The number of young people seeking help from ChildLine about self-harm has soared by more than two-thirds (68 per cent) in the last year, new figures reveal today*. Counsellors have also handled a 39 per cent rise in contacts about suicide. The dramatic increases mean there are nearly 80 counselling sessions every day about these issues, which are being driven by teenagers under increasing pressure.
The most recent figures show that last year (2011/2012) ChildLine volunteers at the West Midlands base in Birmingham** took part in 3,109 counselling sessions with children and young people who told counsellors they were self harming. This compares to 1,508 sessions the previous year in 2010/2011 – an increase of 106%. Suicide was the subject of 2,391 counselling sessions with children and young people in 2011/12, compared to 1,828 the previous year – a 31% increase.
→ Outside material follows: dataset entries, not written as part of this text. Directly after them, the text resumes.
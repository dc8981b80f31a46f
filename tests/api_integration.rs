//! Serves a data directory from the binary and scrapes every endpoint.

#![cfg(feature = "api")]

mod common;

use std::fs;
use std::io::{Read, Write};
use std::net::{TcpListener, TcpStream};
use std::process::{Child, Command, Stdio};
use std::thread;
use std::time::{Duration, Instant};

use serde_json::Value;

use common::{config_toml, write_data_dir};

struct ChildGuard {
    child: Child,
}

impl Drop for ChildGuard {
    fn drop(&mut self) {
        let _ = self.child.kill();
        let _ = self.child.wait();
    }
}

#[test]
fn served_endpoints_return_exposition_and_json() {
    let dir = tempfile::tempdir().expect("tempdir should be created");
    write_data_dir(dir.path());
    let addr = allocate_bind_addr();
    let config_path = dir.path().join("shed.toml");
    fs::write(&config_path, config_toml(dir.path(), &addr)).expect("config should be written");

    let _child = spawn_server(&config_path);
    wait_for_server(&addr, Duration::from_secs(8));

    let (status, metrics) = http_get(&addr, "/metrics").expect("/metrics request should succeed");
    assert_eq!(status, 200);
    assert!(metrics.contains("# TYPE greatriverenergy_conservation_gauge gauge"));
    assert!(metrics.contains("greatriverenergy_shed_count{program=\"Cycled Air Conditioning\"} 7"));

    let (status, history) =
        http_get(&addr, "/history?days=2").expect("/history request should succeed");
    assert_eq!(status, 200);
    assert!(history.contains("# TYPE greatriverenergy_shed_event gauge"));

    let (status, countdown) =
        http_get(&addr, "/countdown").expect("/countdown request should succeed");
    assert_eq!(status, 200);
    let json: Value = serde_json::from_str(&countdown).expect("countdown body should be JSON");
    let classes = json
        .get("classes")
        .and_then(Value::as_object)
        .expect("classes should be an object");
    // Fixture events are years old, so every class collects an empty log.
    for class in ["R", "CI"] {
        assert!(
            classes[class].get("programs").is_some_and(Value::is_object),
            "class {class}: {countdown}"
        );
    }
}

fn allocate_bind_addr() -> String {
    let listener = TcpListener::bind("127.0.0.1:0").expect("ephemeral port bind should succeed");
    let addr = listener
        .local_addr()
        .expect("local_addr should be available")
        .to_string();
    drop(listener);
    addr
}

fn spawn_server(config: &std::path::Path) -> ChildGuard {
    let child = Command::new(env!("CARGO_BIN_EXE_shed-timeline"))
        .arg("--config")
        .arg(config)
        .arg("--serve")
        .env_remove("LISTEN")
        .env_remove("PORT")
        .stdout(Stdio::null())
        .stderr(Stdio::null())
        .spawn()
        .expect("shed-timeline process should spawn");

    ChildGuard { child }
}

fn wait_for_server(bind_addr: &str, timeout: Duration) {
    let start = Instant::now();
    loop {
        if let Ok((status, _)) = http_get(bind_addr, "/metrics") {
            if status == 200 {
                return;
            }
        }

        if start.elapsed() >= timeout {
            panic!("timed out waiting for server on {bind_addr}");
        }

        thread::sleep(Duration::from_millis(50));
    }
}

fn http_get(bind_addr: &str, path: &str) -> Result<(u16, String), String> {
    let mut stream = TcpStream::connect(bind_addr).map_err(|err| format!("connect: {err}"))?;
    let request = format!("GET {path} HTTP/1.1\r\nHost: {bind_addr}\r\nConnection: close\r\n\r\n");
    stream
        .write_all(request.as_bytes())
        .map_err(|err| format!("write: {err}"))?;

    let mut raw = String::new();
    stream
        .read_to_string(&mut raw)
        .map_err(|err| format!("read: {err}"))?;

    let (head, body) = raw
        .split_once("\r\n\r\n")
        .ok_or_else(|| "invalid HTTP response".to_string())?;
    let status_line = head
        .lines()
        .next()
        .ok_or_else(|| "missing status line".to_string())?;
    let status_code = status_line
        .split_whitespace()
        .nth(1)
        .ok_or_else(|| "missing status code".to_string())?
        .parse::<u16>()
        .map_err(|err| format!("invalid status code: {err}"))?;

    Ok((status_code, body.to_string()))
}
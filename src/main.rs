//! shed-timeline entry point: CLI wiring and config-driven collection.

use std::path::Path;
use std::process;

use chrono::Utc;
use env_logger::Env;
use log::info;

use shed_timeline::cli::{self, CliOptions};
use shed_timeline::collector::Collector;
use shed_timeline::config::ExporterConfig;
use shed_timeline::exposition::{render_history, render_realtime};
use shed_timeline::io::export::export_csv;
use shed_timeline::shed::types::Sample;
use shed_timeline::source::FileSource;

fn load_config(cli: &CliOptions) -> ExporterConfig {
    let mut config = match cli.config {
        Some(ref path) => match ExporterConfig::from_toml_file(path) {
            Ok(cfg) => cfg,
            Err(e) => {
                eprintln!("{e}");
                process::exit(1);
            }
        },
        None => ExporterConfig::default(),
    };

    config.apply_env_overrides(|key| std::env::var(key).ok());

    let errors = config.validate();
    if !errors.is_empty() {
        for e in &errors {
            eprintln!("{e}");
        }
        process::exit(1);
    }
    config
}

#[cfg(feature = "api")]
fn serve(config: ExporterConfig, source: FileSource) {
    use std::net::SocketAddr;
    use std::sync::Arc;

    use shed_timeline::api::{self, AppState};

    let addr: SocketAddr = match config.server.listen.parse() {
        Ok(addr) => addr,
        Err(e) => {
            eprintln!("error: invalid listen address \"{}\": {e}", config.server.listen);
            process::exit(1);
        }
    };
    let state = Arc::new(AppState {
        config,
        source: Arc::new(source),
    });
    let rt = tokio::runtime::Runtime::new().unwrap_or_else(|e| {
        eprintln!("error: failed to create tokio runtime: {e}");
        process::exit(1);
    });
    if let Err(e) = rt.block_on(api::serve(state, addr)) {
        eprintln!("error: server failed: {e}");
        process::exit(1);
    }
}

#[cfg(not(feature = "api"))]
fn serve(_config: ExporterConfig, _source: FileSource) {
    eprintln!("error: --serve requires building with the `api` feature");
    process::exit(1);
}

fn main() {
    env_logger::Builder::from_env(Env::default().default_filter_or("info")).init();

    let cli = match cli::parse_args() {
        Ok(opts) => opts,
        Err(e) => {
            eprintln!("error: {e}");
            cli::print_usage();
            process::exit(1);
        }
    };

    let config = load_config(&cli);
    let Some(source) = FileSource::from_config(&config.source) else {
        eprintln!("error: source.time_zone \"{}\" is not a known time zone", config.source.time_zone);
        process::exit(1);
    };

    if cli.serve {
        serve(config, source);
        return;
    }

    let now = cli.now.unwrap_or_else(Utc::now);
    let report = Collector::new(&source, &config).collect(now);

    if cli.history {
        print!("{}", render_history(&report));
    } else {
        print!("{}", render_realtime(&report));
    }

    if let Some(ref path) = cli.samples_out {
        let samples: Vec<Sample> = report
            .reports()
            .flat_map(|class| class.samples.iter().cloned())
            .collect();
        if let Err(e) = export_csv(&samples, Path::new(path)) {
            eprintln!("error: failed to write CSV: {e}");
            process::exit(1);
        }
        info!("{} sample(s) written to {}", samples.len(), path.display());
    }
}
ChildLine’s annual report, ‘Saying the Unsayable’, shows that self-harm is now the fourth most common reason for children to make contact and the age of those seeking help is falling steadily.
Elaine Chalmers, ChildLine Area Manager for the West Midlands , said: “Contacts about self-harm and suicide are a growing area of concern for us. It seems the pressures facing children and young people - particularly girls - are increasing at such a rate that some of them see these drastic measures as the only answer to their problems. We know boys are also suffering, but they are less likely to seek help and we urge them to do so.
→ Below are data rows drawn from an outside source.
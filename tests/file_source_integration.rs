//! End-to-end collection from a data directory through exposition and export.

mod common;

use std::fs;

use chrono::{Duration, TimeZone, Utc};

use common::{config_toml, write_data_dir};
use shed_timeline::collector::{Collector, CycleReport};
use shed_timeline::config::ExporterConfig;
use shed_timeline::error::FetchError;
use shed_timeline::exposition::{render_history, render_realtime};
use shed_timeline::io::export::export_csv;
use shed_timeline::source::FileSource;

/// 11:00 local time on 07/18/2022.
fn now() -> chrono::DateTime<Utc> {
    Utc.with_ymd_and_hms(2022, 7, 18, 16, 0, 0).unwrap()
}

fn collect(dir: &std::path::Path) -> CycleReport {
    let config = ExporterConfig::from_toml_str(&config_toml(dir, "127.0.0.1:0")).unwrap();
    assert!(config.validate().is_empty());
    let source = FileSource::from_config(&config.source).unwrap();
    Collector::new(&source, &config).collect(now())
}

#[test]
fn residential_signal_combines_log_and_schedule() {
    let dir = tempfile::tempdir().unwrap();
    write_data_dir(dir.path());

    let report = collect(dir.path());
    let residential = report.reports().next().unwrap();

    assert_eq!(residential.class, "R");
    assert_eq!(
        residential.coverage_end,
        Utc.with_ymd_and_hms(2022, 7, 18, 5, 0, 0).unwrap()
    );

    let ac: Vec<_> = residential
        .samples
        .iter()
        .filter(|s| s.program == "Cycled Air Conditioning")
        .map(|s| (s.timestamp, s.value))
        .collect();
    let logged_start = Utc.with_ymd_and_hms(2022, 7, 17, 19, 0, 0).unwrap();
    let scheduled_start = Utc.with_ymd_and_hms(2022, 7, 18, 19, 0, 0).unwrap();
    // Duplicated row collapses; the scheduled run has no trailing 0 past coverage.
    assert_eq!(ac.len(), 1 + 120 + 1 + 1 + 180);
    assert_eq!(ac[0], (logged_start - Duration::minutes(1), 0));
    assert_eq!(ac[121], (logged_start + Duration::minutes(121), 0));
    assert_eq!(ac[122], (scheduled_start - Duration::minutes(1), 0));
    assert_eq!(ac.last(), Some(&(scheduled_start + Duration::minutes(179), 1)));

    let water = residential
        .samples
        .iter()
        .filter(|s| s.program == "Interruptible Water Heating")
        .count();
    assert_eq!(water, 1 + 30 + 1);

    let ac_countdown = &residential.countdowns["Cycled Air Conditioning"];
    assert_eq!(ac_countdown.ongoing, 0);
    assert_eq!(ac_countdown.seconds_until_start, Some(10_800.0));
    assert_eq!(ac_countdown.seconds_until_end, Some(21_600.0));
    assert_eq!(
        residential.countdowns["Interruptible Water Heating"].seconds_until_start,
        None
    );
}

#[test]
fn malformed_class_log_only_fails_that_class() {
    let dir = tempfile::tempdir().unwrap();
    write_data_dir(dir.path());

    let report = collect(dir.path());

    assert_eq!(report.classes.len(), 2);
    assert!(report.classes[0].result.is_ok());
    assert_eq!(report.classes[1].class, "CI");
    assert!(matches!(
        report.classes[1].result,
        Err(FetchError::Record { line: 2, .. })
    ));
    assert!(report.forecast.is_some());
    assert!(report.shed_counts.is_some());
}

#[test]
fn oversized_hours_in_one_log_leave_other_classes_intact() {
    let dir = tempfile::tempdir().unwrap();
    write_data_dir(dir.path());
    fs::write(
        dir.path().join("history").join("CI.csv"),
        "date,program,start,hours\n07/17/2022,GenSet,15:00,1e11\n",
    )
    .unwrap();

    let report = collect(dir.path());

    let residential = report.classes[0].result.as_ref().unwrap();
    assert!(!residential.samples.is_empty());
    match &report.classes[1].result {
        Err(FetchError::Record { line, message, .. }) => {
            assert_eq!(*line, 2);
            assert!(message.contains("out of range"), "{message}");
        }
        other => panic!("expected a record error for CI, got {other:?}"),
    }
}

#[test]
fn realtime_exposition_reflects_the_cycle() {
    let dir = tempfile::tempdir().unwrap();
    write_data_dir(dir.path());

    let body = render_realtime(&collect(dir.path()));

    assert!(body.contains("greatriverenergy_conservation_gauge 3\n"));
    assert!(body.contains(
        "greatriverenergy_shed_likelihood{program=\"Cycled Air Conditioning\",when=\"today\"} 4\n"
    ));
    assert!(body.contains("greatriverenergy_shed_likelihood{program=\"GenSet\",when=\"next_day\"} 2\n"));
    assert!(body.contains("greatriverenergy_shed_count{program=\"GenSet\"} 2\n"));
    assert!(body.contains(
        "greatriverenergy_time_until_shed_start{class=\"R\",program=\"Cycled Air Conditioning\"} 10800\n"
    ));
    assert!(body.contains(
        "greatriverenergy_ongoing_shed_event{class=\"R\",program=\"Interruptible Water Heating\"} 0\n"
    ));
    assert!(!body.contains("class=\"CI\""));
}

#[test]
fn history_exposition_and_csv_export_agree() {
    let dir = tempfile::tempdir().unwrap();
    write_data_dir(dir.path());
    let report = collect(dir.path());

    let body = render_history(&report);
    let exposed = body.lines().filter(|l| l.starts_with("greatriverenergy_shed_event{")).count();

    let samples: Vec<_> = report
        .reports()
        .flat_map(|r| r.samples.iter().cloned())
        .collect();
    let out = dir.path().join("samples.csv");
    export_csv(&samples, &out).unwrap();
    let csv = fs::read_to_string(&out).unwrap();

    assert_eq!(exposed, samples.len());
    assert_eq!(csv.lines().count(), samples.len() + 1);
    assert_eq!(csv.lines().next(), Some("class,program,timestamp,value"));
}

#[test]
fn missing_documents_degrade_gauges_only() {
    let dir = tempfile::tempdir().unwrap();

    let report = collect(dir.path());

    assert!(report.forecast.is_none());
    assert!(report.shed_counts.is_none());
    assert_eq!(report.reports().count(), 2);
    assert!(report.reports().all(|r| r.samples.is_empty()));

    let body = render_realtime(&report);
    assert!(!body.contains("greatriverenergy_conservation_gauge"));
    assert!(body.contains("# TYPE greatriverenergy_ongoing_shed_event gauge\n"));
}
//! Load-shed program timeline reconstruction and exposition.
//!
//! Rebuilds a per-minute on/off signal for every load-shedding program from
//! a historical event log and the utility's forecast, and derives
//! countdowns to the next known start and end of each program.

#[cfg(feature = "api")]
pub mod api;
pub mod cli;
pub mod collector;
pub mod config;
pub mod error;
pub mod exposition;
/// Sample export.
pub mod io;
/// Normalizer, merger, emitter and countdown aggregator.
pub mod shed;
pub mod source;
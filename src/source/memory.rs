//! In-memory source for embedding callers that already hold parsed records.

use std::collections::HashMap;

use super::{HistoryRequest, ShedSource};
use crate::config::ClassConfig;
use crate::error::FetchError;
use crate::shed::types::{Forecast, History, ShedCounts};

#[derive(Debug, Clone)]
enum HistorySlot {
    Ready(History),
    Failing(String),
}

/// Serves pre-built records keyed by class name.
///
/// A class with no registered history yields an empty log whose coverage
/// ends at the earlier of the request end and `now`.
#[derive(Debug, Clone, Default)]
pub struct MemorySource {
    histories: HashMap<String, HistorySlot>,
    forecast: Option<Forecast>,
    shed_counts: Option<ShedCounts>,
}

impl MemorySource {
    pub fn new() -> Self {
        Self::default()
    }

    /// Registers the event log returned for `class`.
    pub fn with_history(mut self, class: &str, history: History) -> Self {
        self.histories
            .insert(class.to_string(), HistorySlot::Ready(history));
        self
    }

    /// Makes every history fetch for `class` fail with `reason`.
    pub fn with_failing_history(mut self, class: &str, reason: &str) -> Self {
        self.histories
            .insert(class.to_string(), HistorySlot::Failing(reason.to_string()));
        self
    }

    pub fn with_forecast(mut self, forecast: Forecast) -> Self {
        self.forecast = Some(forecast);
        self
    }

    pub fn with_shed_counts(mut self, shed_counts: ShedCounts) -> Self {
        self.shed_counts = Some(shed_counts);
        self
    }
}

impl ShedSource for MemorySource {
    fn history(
        &self,
        class: &ClassConfig,
        request: &HistoryRequest,
    ) -> Result<History, FetchError> {
        match self.histories.get(&class.name) {
            Some(HistorySlot::Ready(history)) => Ok(history.clone()),
            Some(HistorySlot::Failing(reason)) => Err(FetchError::Unavailable {
                what: format!("history for class {}", class.name),
                reason: reason.clone(),
            }),
            None => Ok(History {
                start_on: request.start,
                coverage_end: request.end.min(request.now),
                intervals: Vec::new(),
            }),
        }
    }

    fn forecast(&self) -> Result<Forecast, FetchError> {
        self.forecast.clone().ok_or_else(|| FetchError::Unavailable {
            what: "forecast".to_string(),
            reason: "none published".to_string(),
        })
    }

    fn shed_counts(&self) -> Result<ShedCounts, FetchError> {
        self.shed_counts
            .clone()
            .ok_or_else(|| FetchError::Unavailable {
                what: "shed counts".to_string(),
                reason: "none published".to_string(),
            })
    }
}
“The reasons for self-harming can be very personal. They can be linked to problems at home, at school or because children are, or have been abused. Often young people don’t know why they do it and talking through their problems can help them identify what is upsetting them.
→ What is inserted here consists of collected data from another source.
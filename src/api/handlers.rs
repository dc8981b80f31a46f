//! Request handlers for the API endpoints.

use std::collections::BTreeMap;
use std::sync::Arc;

use axum::Json;
use axum::extract::{Query, State};
use axum::http::{StatusCode, header};
use axum::response::{IntoResponse, Response};
use chrono::Utc;
use log::error;

use super::AppState;
use super::types::{ClassCountdown, CountdownResponse, ErrorResponse, HistoryQuery};
use crate::collector::{Collector, CycleReport};
use crate::exposition::{self, CONTENT_TYPE};

type ApiError = (StatusCode, Json<ErrorResponse>);

/// Longest event log window `/history` will request.
const MAX_HISTORY_DAYS: i64 = 3650;

/// Runs one collection cycle off the async runtime.
async fn run_cycle(state: Arc<AppState>, days_in_past: u32) -> Result<CycleReport, ApiError> {
    tokio::task::spawn_blocking(move || {
        Collector::new(state.source.as_ref(), &state.config)
            .collect_with_history_days(Utc::now(), days_in_past)
    })
    .await
    .map_err(|e| {
        error!("collection cycle aborted: {e}");
        (
            StatusCode::INTERNAL_SERVER_ERROR,
            Json(ErrorResponse {
                error: format!("collection cycle aborted: {e}"),
            }),
        )
    })
}

fn exposition_response(body: String) -> Response {
    ([(header::CONTENT_TYPE, CONTENT_TYPE)], body).into_response()
}

/// Returns realtime gauges for the present instant.
///
/// `GET /metrics` → 200 + text exposition
pub async fn get_metrics(State(state): State<Arc<AppState>>) -> Result<Response, ApiError> {
    let days = state.config.collection.days_in_past;
    let report = run_cycle(state, days).await?;
    Ok(exposition_response(exposition::render_realtime(&report)))
}

/// Returns the reconstructed step signal.
///
/// `GET /history` → configured window
/// `GET /history?days=N` → N days of event log; N outside 1..=3650 uses the configured window
pub async fn get_history(
    State(state): State<Arc<AppState>>,
    Query(query): Query<HistoryQuery>,
) -> Result<Response, ApiError> {
    let days = query
        .days
        .filter(|d| (1..=MAX_HISTORY_DAYS).contains(d))
        .and_then(|d| u32::try_from(d).ok())
        .unwrap_or(state.config.collection.days_in_past);
    let report = run_cycle(state, days).await?;
    Ok(exposition_response(exposition::render_history(&report)))
}

/// Returns per-class countdown records as JSON.
///
/// `GET /countdown` → 200 + `CountdownResponse` JSON
pub async fn get_countdown(
    State(state): State<Arc<AppState>>,
) -> Result<Json<CountdownResponse>, ApiError> {
    let days = state.config.collection.days_in_past;
    let report = run_cycle(state, days).await?;

    let classes: BTreeMap<String, ClassCountdown> = report
        .classes
        .into_iter()
        .map(|outcome| {
            let entry = match outcome.result {
                Ok(class) => ClassCountdown {
                    programs: Some(class.countdowns),
                    error: None,
                },
                Err(e) => ClassCountdown {
                    programs: None,
                    error: Some(e.to_string()),
                },
            };
            (outcome.class, entry)
        })
        .collect();

    Ok(Json(CountdownResponse {
        now: report.now,
        classes,
    }))
}
pub mod byte_sink;
pub mod clock;
pub mod command_sink;
pub mod telemetry;
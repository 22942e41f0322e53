use thiserror::Error;

/// Errors surfaced by the capture core.
///
/// Out-of-session events (audio while idle, a key-up from a peripheral that
/// does not own the session, a duplicate key-down) are not errors and never
/// show up here.
#[derive(Debug, Error, Clone, PartialEq, Eq)]
pub enum VoiceError {
    /// Copying bytes into the consumer's sink failed. Buffer accounting was
    /// left untouched.
    #[error("transport fault: {0}")]
    Transport(String),

    #[error("failed to allocate {capacity}-byte audio buffer")]
    AllocationFailed { capacity: usize },

    #[error("configuration failed: {0}")]
    ConfigurationFailed(String),

    #[error("malformed report: {0}")]
    MalformedReport(String),
}

/// Failure reported by a [`SessionCommandSink`](crate::SessionCommandSink).
///
/// Logged by the session and never propagated to the key-event caller.
#[derive(Debug, Error, Clone, PartialEq, Eq)]
pub enum CommandError {
    #[error("peripheral {0} is not registered")]
    UnknownPeripheral(u64),

    #[error("output report failed: {0}")]
    Io(String),
}
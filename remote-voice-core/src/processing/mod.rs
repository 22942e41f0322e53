pub mod ring_buffer;
use std::io;

use crate::models::error::VoiceError;
use crate::session::drain::DrainPath;
use crate::session::voice_capture::VoiceCapture;
use crate::traits::byte_sink::ByteSink;

/// An open consumer handle on the capture buffer, the user-space side of
/// the audio device node.
///
/// Opening stamps the capture start and closing (explicitly or on drop)
/// stamps the capture stop, which may release the telemetry of a session
/// that already ended. Several handles may be open at once; only the first
/// open and the last close are stamped.
///
/// Reads never block. Through [`io::Read`] an empty buffer reads as `Ok(0)`,
/// which here means "nothing yet", not end of stream.
pub struct AudioStream {
    drain: DrainPath,
    closed: bool,
}

impl AudioStream {
    pub(crate) fn open(capture: VoiceCapture) -> Self {
        capture.stream_opened();
        Self {
            drain: DrainPath::new(capture),
            closed: false,
        }
    }

    /// Copy buffered audio into `buf`; see [`DrainPath::read_into`].
    pub fn read_bytes(&mut self, buf: &mut [u8]) -> Result<usize, VoiceError> {
        self.drain.read_into(buf)
    }

    /// See [`DrainPath::drain`].
    pub fn drain_into<S: ByteSink + ?Sized>(
        &mut self,
        max_len: usize,
        sink: &mut S,
    ) -> Result<usize, VoiceError> {
        self.drain.drain(max_len, sink)
    }

    pub fn close(mut self) {
        self.release();
    }

    fn release(&mut self) {
        if !self.closed {
            self.closed = true;
            self.drain.capture().stream_closed();
        }
    }
}

impl io::Read for AudioStream {
    fn read(&mut self, buf: &mut [u8]) -> io::Result<usize> {
        self.read_bytes(buf).map_err(io::Error::other)
    }
}

impl Drop for AudioStream {
    fn drop(&mut self) {
        self.release();
    }
}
“We can always offer support and help to a child who might think they are in the darkest of places, so they can begin to turn their lives around. No matter how bad things seem it can helps to talk to someone who may be able to provide a crucial lifeline.”
Nationally during 2011/2012 there were 16,264 counselling sessions about self-harm***, mainly from 13-16 year olds. The number of counselling sessions about suicide rose to 12,260 and came mostly from 15 and 17 year-olds.
The number of teenagers seeking counselling about suicide has been increasing since 2007. Last year, just under 1,000 cases - mostly girls - were referred by ChildLine to the emergency services, almost double the number for 2010/2011.
One girl, aged 14, said: “Me and my mum don’t get on at all. Mum drinks loads and she doesn’t have time for me anymore. I’ve had vodka and I have more. I have a razor too and I think about 24 tablets in the house. I don’t want to live anymore. Mum has just yelled at me, I hate it. I know she can’t control her anger, but now I just want to die.”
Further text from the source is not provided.